Não fosse a proteção espiritual,
essa atitude teria comprometido oportunidades vitais de
muita gente.
A colaboração do pobre amigo tornara-se quase nula,
e alguns desencarnados nas intervenções cirúrgicas que ele praticava, notando-lhe a irresponsabilidade, atribuíram-lhe a causa da
morte física, quando não a esperavam, votando-lhe ódio terrível.

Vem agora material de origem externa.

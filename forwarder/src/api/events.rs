//! Trigger endpoints the hosting runtime delivers blob and queue events to.

use crate::api::utils::{ResponseBody, json_error, json_response};
use crate::decision::RetryPolicy;
use crate::event::{DeliveryEvent, retry_index_from_wire};
use crate::handler::{DeliveryFailure, DeliveryHandler};
use crate::metrics_defs::EVENTS_RECEIVED;
use base64::{Engine as _, engine::general_purpose::STANDARD};
use hyper::header::{HeaderValue, RETRY_AFTER};
use hyper::{Response, StatusCode};
use serde::{Deserialize, Serialize};
use shared::counter;
use std::collections::HashMap;
use uuid::Uuid;

/// Name prefix for queue messages delivered without an id.
const QUEUE_SOURCE_PREFIX: &str = "queue-message";

#[derive(Deserialize, Debug)]
#[serde(rename_all = "camelCase")]
pub struct BlobEventRequest {
    pub blob_name: String,
    /// Base64 of the blob content
    pub content: String,
    #[serde(default)]
    pub metadata: HashMap<String, String>,
    /// `-1` or absent when there is no retry context
    #[serde(default)]
    pub retry_index: Option<i64>,
}

#[derive(Deserialize, Debug)]
#[serde(rename_all = "camelCase")]
pub struct QueueEventRequest {
    #[serde(default)]
    pub id: Option<String>,
    /// Base64 of the message content
    pub message: String,
    /// Starts at 1 on the first delivery
    #[serde(default)]
    pub dequeue_count: Option<u32>,
    #[serde(default)]
    pub metadata: HashMap<String, String>,
}

#[derive(Serialize)]
struct ProcessedBody {
    processed: bool,
}

#[derive(Serialize)]
#[serde(rename_all = "camelCase")]
struct FailureBody {
    error: String,
    error_type: &'static str,
    terminal: bool,
    retry_index: Option<u32>,
}

impl BlobEventRequest {
    pub fn into_event(self) -> Result<DeliveryEvent, base64::DecodeError> {
        let content = STANDARD.decode(self.content)?;
        Ok(DeliveryEvent::new(self.blob_name, content, self.metadata)
            .with_retry_index(retry_index_from_wire(self.retry_index)))
    }
}

impl QueueEventRequest {
    pub fn into_event(self) -> Result<DeliveryEvent, base64::DecodeError> {
        let content = STANDARD.decode(self.message.trim())?;
        // dead-letter rows are redelivered by name, so every message needs its own
        let source_name = self
            .id
            .filter(|id| !id.trim().is_empty())
            .unwrap_or_else(|| format!("{QUEUE_SOURCE_PREFIX}-{}", Uuid::new_v4()));
        let retry_index = self
            .dequeue_count
            .and_then(|count| count.checked_sub(1));
        Ok(DeliveryEvent::queued(source_name, content, self.metadata).with_retry_index(retry_index))
    }
}

pub async fn handle_blob_event(
    handler: &DeliveryHandler,
    request: BlobEventRequest,
) -> Response<ResponseBody> {
    counter!(EVENTS_RECEIVED, "trigger" => "blob").increment(1);
    match request.into_event() {
        Ok(event) => deliver(handler, &event).await,
        Err(e) => json_error(StatusCode::BAD_REQUEST, &format!("content is not base64: {e}")),
    }
}

pub async fn handle_queue_event(
    handler: &DeliveryHandler,
    request: QueueEventRequest,
) -> Response<ResponseBody> {
    counter!(EVENTS_RECEIVED, "trigger" => "queue").increment(1);
    match request.into_event() {
        Ok(event) => deliver(handler, &event).await,
        Err(e) => json_error(StatusCode::BAD_REQUEST, &format!("message is not base64: {e}")),
    }
}

async fn deliver(handler: &DeliveryHandler, event: &DeliveryEvent) -> Response<ResponseBody> {
    match handler.handle(event).await {
        Ok(delivery) => json_response(
            StatusCode::OK,
            &ProcessedBody {
                processed: delivery.processed(),
            },
        ),
        Err(failure) => failure_response(handler.policy(), &failure),
    }
}

/// 500 so the runtime counts the attempt as failed. Retryable failures
/// carry a `Retry-After` backoff hint.
pub fn failure_response(policy: &RetryPolicy, failure: &DeliveryFailure) -> Response<ResponseBody> {
    let mut response = json_response(
        StatusCode::INTERNAL_SERVER_ERROR,
        &FailureBody {
            error: failure.error.to_string(),
            error_type: failure.decision.kind.as_str(),
            terminal: failure.is_terminal(),
            retry_index: failure.retry_index,
        },
    );

    if !failure.is_terminal() {
        let secs = policy.retry_after(failure.retry_index).as_secs();
        response
            .headers_mut()
            .insert(RETRY_AFTER, HeaderValue::from(secs));
    }
    response
}

#[cfg(test)]
mod tests {
    use super::*;
    use crate::api::utils::body_json;
    use crate::event::SourceKind;
    use crate::testutils::{MockDownstream, RecordingAlertSink, handler_with};
    use serde_json::json;
    use std::sync::Arc;
    use storage::MemoryTableStore;

    fn blob_request(value: serde_json::Value) -> BlobEventRequest {
        serde_json::from_value(value).unwrap()
    }

    #[test]
    fn test_blob_request_into_event() {
        let event = blob_request(json!({
            "blobName": "flow-1.zip",
            "content": "dGVzdA==",
            "metadata": { "elaborate": "true" },
            "retryIndex": -1,
        }))
        .into_event()
        .unwrap();

        assert_eq!(event.source_name, "flow-1.zip");
        assert_eq!(event.kind, SourceKind::Blob);
        assert_eq!(&event.payload[..], b"test");
        assert_eq!(event.retry_index, None);
        assert!(event.should_forward());
    }

    #[test]
    fn test_queue_request_into_event() {
        let request: QueueEventRequest = serde_json::from_value(json!({
            "id": "msg-1",
            "message": "dGVzdA==",
            "dequeueCount": 3,
        }))
        .unwrap();
        let event = request.into_event().unwrap();
        assert_eq!(event.source_name, "msg-1");
        assert_eq!(event.kind, SourceKind::Queue);
        assert_eq!(event.retry_index, Some(2));

        let request: QueueEventRequest =
            serde_json::from_value(json!({ "message": "dGVzdA==" })).unwrap();
        let first = request.into_event().unwrap();
        let request: QueueEventRequest =
            serde_json::from_value(json!({ "message": "dGVzdA==" })).unwrap();
        let second = request.into_event().unwrap();
        assert!(first.source_name.starts_with("queue-message-"));
        assert_ne!(first.source_name, second.source_name);
        assert_eq!(first.retry_index, None);
    }

    #[tokio::test]
    async fn test_delivered_blob_event() {
        let handler = handler_with(
            MockDownstream::succeeding(),
            Arc::new(MemoryTableStore::new()),
            Arc::new(RecordingAlertSink::default()),
        );
        let request = blob_request(json!({
            "blobName": "flow-1.zip",
            "content": "dGVzdA==",
            "metadata": { "elaborate": "true" },
            "retryIndex": 0,
        }));

        let response = handle_blob_event(&handler, request).await;
        assert_eq!(response.status(), StatusCode::OK);
        assert_eq!(body_json(response).await, json!({ "processed": true }));
    }

    #[tokio::test]
    async fn test_skipped_blob_event() {
        let downstream = MockDownstream::succeeding();
        let handler = handler_with(
            downstream.clone(),
            Arc::new(MemoryTableStore::new()),
            Arc::new(RecordingAlertSink::default()),
        );
        let request = blob_request(json!({ "blobName": "flow-1.zip", "content": "dGVzdA==" }));

        let response = handle_blob_event(&handler, request).await;
        assert_eq!(response.status(), StatusCode::OK);
        assert_eq!(body_json(response).await, json!({ "processed": false }));
        assert_eq!(downstream.calls(), 0);
    }

    #[tokio::test]
    async fn test_retryable_failure_has_retry_after() {
        let handler = handler_with(
            MockDownstream::http_error(500, "busy"),
            Arc::new(MemoryTableStore::new()),
            Arc::new(RecordingAlertSink::default()),
        );
        let request = blob_request(json!({
            "blobName": "flow-1.zip",
            "content": "dGVzdA==",
            "metadata": { "elaborate": "true" },
            "retryIndex": 2,
        }));

        let response = handle_blob_event(&handler, request).await;
        assert_eq!(response.status(), StatusCode::INTERNAL_SERVER_ERROR);
        assert_eq!(response.headers().get(RETRY_AFTER).unwrap(), "40");
        assert_eq!(
            body_json(response).await,
            json!({
                "error": "conversion API responded with status 500",
                "errorType": "HTTP_ERROR",
                "terminal": false,
                "retryIndex": 2,
            })
        );
    }

    #[tokio::test]
    async fn test_terminal_failure_has_no_retry_after() {
        let table = Arc::new(MemoryTableStore::new());
        let handler = handler_with(
            MockDownstream::http_error(500, "busy"),
            table.clone(),
            Arc::new(RecordingAlertSink::default()),
        );
        let request = blob_request(json!({
            "blobName": "flow-1.zip",
            "content": "dGVzdA==",
            "metadata": { "elaborate": "true" },
            "retryIndex": 4,
        }));

        let response = handle_blob_event(&handler, request).await;
        assert_eq!(response.status(), StatusCode::INTERNAL_SERVER_ERROR);
        assert!(response.headers().get(RETRY_AFTER).is_none());
        assert_eq!(body_json(response).await["terminal"], json!(true));
        assert_eq!(table.len(), 1);
    }

    #[tokio::test]
    async fn test_invalid_base64_is_bad_request() {
        let handler = handler_with(
            MockDownstream::succeeding(),
            Arc::new(MemoryTableStore::new()),
            Arc::new(RecordingAlertSink::default()),
        );
        let request = blob_request(json!({ "blobName": "flow-1.zip", "content": "***" }));

        let response = handle_blob_event(&handler, request).await;
        assert_eq!(response.status(), StatusCode::BAD_REQUEST);
    }
}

Amigos do operador prestaram esclarecimentos justos a muitos;
entretanto, dois deles, mais ignorantes e maldosos, perseveraram
na estranha atitude e o esperaram no limiar do sepulcro.
– Horrível! – exclamei.
Se ele, porém, não é culpado da desencarnação
desses adversários gratuitos, como pode ser atormentado
desse modo?
Explicou Vicente, em tom mais grave:
– Realmente, não tem a culpa da morte deles. Nada fez para
interromper-lhes a existência física.
Mas é responsável pela inimizade
e incompreensão criadas na mente dessas pobres criaturas,
porque, não estando seguro do seu dever, nem tranqüilo com a
consciência, o nosso amigo julga-se culpado, em razão das outras
falhas a que se entregou imprevidentemente.
Todo erro traz fraqueza
e, assim sendo, o nosso colega, por enquanto, não adquiriu
forças para se desvencilhar dos algozes.
Perante a Justiça Divina,
portanto, ele não resgata crimes inexistentes, mas repara certas
faltas graves e aprende a conhecer-se a si mesmo, a entender as
obrigações nobres e praticá-las, compreendendo, por fim, a felicidade
dos que sabem ser úteis com segurança de fé em Deus e em
si mesmos.
A noção do dever bem cumprido, André, ainda que
todos os homens permaneçam contra nós, é uma luz firme para o
dia e abençoado travesseiro para a noite.
O nosso colega, tendo
abusado da profissão, entrou em dolorosa prova.
–
Ah! sim – exclamei –, agora compreendo.
Onde exista uma
falta, pode haver muitas perturbações; onde apagamos a luz,
podemos cair em qualquer precipício.
– Justamente.
Calou-se o amigo, andando, muito tempo, ao meu lado, como
se estivesse surpreendido, como eu, defrontando as avenidas de
rosas.
Depois de longas meditações, convidou-me fraternalmente:
– Regressemos ao nosso núcleo.
Creio devamos ouvir Aniceto,
ainda hoje, referentemente ao serviço comum.